(Stored items)
━━━

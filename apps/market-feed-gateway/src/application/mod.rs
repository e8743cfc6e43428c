//! Application Layer - Use cases and port definitions.
//!
//! Ports describe how the feed client reaches the network and who it
//! notifies; the gateway service wires the components together and owns
//! their lifecycle.

/// Port interfaces for the upstream transport and record listeners.
pub mod ports;

/// The gateway service object.
pub mod services;
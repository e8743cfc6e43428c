//! Control plane error responses.

use axum::{
    Json,
    http::StatusCode,
    response::{IntoResponse, Response},
};
use serde::Serialize;
use thiserror::Error;

use crate::infrastructure::feed::FeedError;

/// Control plane error.
#[derive(Debug, Error)]
pub enum ApiError {
    /// Invalid request or precondition not met.
    #[error("{0}")]
    BadRequest(String),

    /// Resource not found.
    #[error("{0}")]
    NotFound(String),

    /// Upstream feed unavailable.
    #[error("{0}")]
    ServiceUnavailable(String),

    /// Unexpected failure.
    #[error("{0}")]
    Internal(String),
}

impl ApiError {
    /// HTTP status for this error.
    #[must_use]
    pub const fn status_code(&self) -> StatusCode {
        match self {
            Self::BadRequest(_) => StatusCode::BAD_REQUEST,
            Self::NotFound(_) => StatusCode::NOT_FOUND,
            Self::ServiceUnavailable(_) => StatusCode::SERVICE_UNAVAILABLE,
            Self::Internal(_) => StatusCode::INTERNAL_SERVER_ERROR,
        }
    }

    /// Machine-readable code.
    #[must_use]
    pub const fn error_code(&self) -> &'static str {
        match self {
            Self::BadRequest(_) => "BAD_REQUEST",
            Self::NotFound(_) => "NOT_FOUND",
            Self::ServiceUnavailable(_) => "SERVICE_UNAVAILABLE",
            Self::Internal(_) => "INTERNAL_ERROR",
        }
    }
}

impl From<FeedError> for ApiError {
    fn from(error: FeedError) -> Self {
        match error {
            FeedError::NotConnected => Self::BadRequest(error.to_string()),
            FeedError::Codec(_) => Self::Internal(error.to_string()),
            FeedError::Configuration(_)
            | FeedError::Transport(_)
            | FeedError::Authentication(_) => Self::ServiceUnavailable(error.to_string()),
        }
    }
}

/// Error response body.
#[derive(Debug, Serialize)]
pub struct ErrorResponse {
    /// Always `"error"`.
    pub status: &'static str,
    /// Machine-readable code.
    pub code: &'static str,
    /// Human-readable message.
    pub message: String,
}

impl IntoResponse for ApiError {
    fn into_response(self) -> Response {
        let status = self.status_code();
        let body = ErrorResponse {
            status: "error",
            code: self.error_code(),
            message: self.to_string(),
        };
        (status, Json(body)).into_response()
    }
}

/// Result type alias for handlers.
pub type ApiResult<T> = Result<T, ApiError>;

━━━

## Exercise prompt
Return word for word the line with "fn into_response(self) ->" and every line after it through the end of the records above.

## Task solution
    fn into_response(self) -> Response {
        let status = self.status_code();
        let body = ErrorResponse {
            status: "error",
            code: self.error_code(),
            message: self.to_string(),
        };
        (status, Json(body)).into_response()
    }
}

/// Result type alias for handlers.
pub type ApiResult<T> = Result<T, ApiError>;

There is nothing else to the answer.